Second, it is emphasized that minutes of executive sessions need not include information that may be withheld under the Freedom of Information Law. From my perspective, when a public body makes a final determination during an executive session, that determination will, in most instances, be public. For example, although a discussion to hire or fire a particular employee could clearly be discussed during an executive session [see Open Meetings Law, §105(1)(f), a determination to hire or fire that person would be recorded in minutes and would be available to the public under the Freedom of Information Law. On other hand, if a public body votes to initiate a disciplinary proceeding against a public employee, minutes reflective of its action would not have include reference to or identify the person, for the Freedom of Information Law authorizes an agency to withhold records to the extent that disclosure would result in an unwarranted personal privacy [see Freedom of Information Law, §87(2)(b)].
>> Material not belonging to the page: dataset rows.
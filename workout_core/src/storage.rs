//! Key-value persistence for the progress store.
//!
//! The store is written as a single JSON value under [`STORAGE_KEY`]. The
//! backend is injected so tests (and embedders) can swap the file system for
//! memory.

use crate::{Error, Result};
use fs2::FileExt;
use std::collections::HashMap;
use std::fs::File;
use std::io::{Read, Write};
use std::path::{Path, PathBuf};
use tempfile::NamedTempFile;

/// Key the whole progress store is saved under
pub const STORAGE_KEY: &str = "workout-tracker-v1";

/// Synchronous key-value storage
pub trait StorageBackend {
    /// Read a value; `Ok(None)` when the key has never been written
    fn read(&self, key: &str) -> Result<Option<String>>;

    /// Replace the value stored under `key`
    fn write(&mut self, key: &str, value: &str) -> Result<()>;
}

/// One JSON file per key inside a directory, with file locking
pub struct FileBackend {
    dir: PathBuf,
}

impl FileBackend {
    /// Create a backend rooted at `dir` (created lazily on first write)
    pub fn new(dir: impl Into<PathBuf>) -> Self {
        Self { dir: dir.into() }
    }

    /// File that backs `key`
    pub fn path_for(&self, key: &str) -> PathBuf {
        self.dir.join(format!("{}.json", key))
    }

    pub fn dir(&self) -> &Path {
        &self.dir
    }
}

impl StorageBackend for FileBackend {
    fn read(&self, key: &str) -> Result<Option<String>> {
        let path = self.path_for(key);
        if !path.exists() {
            return Ok(None);
        }

        let file = File::open(&path)?;

        // Acquire shared lock for reading
        file.lock_shared()?;

        let mut contents = String::new();
        let mut reader = std::io::BufReader::new(&file);
        let read = reader.read_to_string(&mut contents);
        file.unlock()?;
        read?;

        tracing::debug!("Read {} bytes from {:?}", contents.len(), path);
        Ok(Some(contents))
    }

    /// Atomically writes the value by:
    /// 1. Writing to a temp file in the same directory
    /// 2. Syncing to disk
    /// 3. Renaming over the original
    fn write(&mut self, key: &str, value: &str) -> Result<()> {
        std::fs::create_dir_all(&self.dir)?;
        let path = self.path_for(key);

        let temp = NamedTempFile::new_in(&self.dir)?;

        // Exclusive lock on the temp file serializes concurrent writers
        temp.as_file().lock_exclusive()?;

        {
            let mut writer = std::io::BufWriter::new(temp.as_file());
            writer.write_all(value.as_bytes())?;
            writer.flush()?;
        }

        temp.as_file().sync_all()?;
        temp.as_file().unlock()?;

        temp.persist(&path).map_err(|e| Error::Io(e.error))?;

        tracing::debug!("Saved {} to {:?}", key, path);
        Ok(())
    }
}

/// In-memory backend
#[derive(Clone, Debug, Default)]
pub struct MemoryBackend {
    values: HashMap<String, String>,
}

impl MemoryBackend {
    pub fn new() -> Self {
        Self::default()
    }

    /// Backend pre-seeded with one value
    pub fn with_value(key: &str, value: impl Into<String>) -> Self {
        let mut backend = Self::new();
        backend.values.insert(key.to_string(), value.into());
        backend
    }

    pub fn get(&self, key: &str) -> Option<&str> {
        self.values.get(key).map(String::as_str)
    }
}

impl StorageBackend for MemoryBackend {
    fn read(&self, key: &str) -> Result<Option<String>> {
        Ok(self.values.get(key).cloned())
    }

    fn write(&mut self, key: &str, value: &str) -> Result<()> {
        self.values.insert(key.to_string(), value.to_string());
        Ok(())
    }
}

#[cfg(test)]
mod tests {
    use super::*;

    #[test]
    fn test_file_backend_roundtrip() {
        let temp_dir = tempfile::tempdir().unwrap();
        let mut backend = FileBackend::new(temp_dir.path());

        assert_eq!(backend.read(STORAGE_KEY).unwrap(), None);

        backend.write(STORAGE_KEY, "{\"a\":1}").unwrap();
        assert_eq!(backend.read(STORAGE_KEY).unwrap().as_deref(), Some("{\"a\":1}"));

        backend.write(STORAGE_KEY, "{}").unwrap();
        assert_eq!(backend.read(STORAGE_KEY).unwrap().as_deref(), Some("{}"));
    }

    #[test]
    fn test_file_backend_creates_directory() {
        let temp_dir = tempfile::tempdir().unwrap();
        let nested = temp_dir.path().join("a").join("b");
        let mut backend = FileBackend::new(&nested);

        backend.write(STORAGE_KEY, "{}").unwrap();
        assert!(nested.join("workout-tracker-v1.json").exists());
    }

    #[test]
    fn test_atomic_write_leaves_no_temp_files() {
        let temp_dir = tempfile::tempdir().unwrap();
        let mut backend = FileBackend::new(temp_dir.path());
        backend.write(STORAGE_KEY, "{}").unwrap();

        let extras: Vec<_> = std::fs::read_dir(temp_dir.path())
            .unwrap()
            .filter_map(|e| e.ok())
            .filter(|e| e.file_name() != "workout-tracker-v1.json")
            .collect();
        assert!(extras.is_empty(), "Found extras: {:?}", extras);
    }

    #[test]
    fn test_memory_backend() {
        let mut backend = MemoryBackend::with_value("k", "v");
        assert_eq!(backend.read("k").unwrap().as_deref(), Some("v"));
        assert_eq!(backend.read("missing").unwrap(), None);
        backend.write("k", "w").unwrap();
        assert_eq!(backend.get("k"), Some("w"));
    }
}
In the context of the matter as I understand it, §87(2)(e) of the Freedom of Information Law may have been pertinent. That provision permits an agency, such as a town, to withhold records that:
"are compiled for law enforcement purposes and which if disclosed would:
i. interfere with law enforcement investigation or judicial proceedings'
ii. deprive a person of a right to a fair trial or impartial adjudication;
iii. identify a confidential source or disclose confidential information relating to a criminal investigation; or
iv. reveal criminal investigative techniques or procedures, except routine techniques and procedures;"
If, for example, disclosure of action taken by the Town Board, if indeed action was taken, would
have interfered with an investigation, I do not believe that the minutes would have to have included that information.
Lastly, with respect to rights of access to records of the investigation, since I am unaware of
the specific contents of the records in question, I do not believe that I can offer comments additional
to those appearing in the letter addressed to you on December 23.
I hope that I have been of assistance.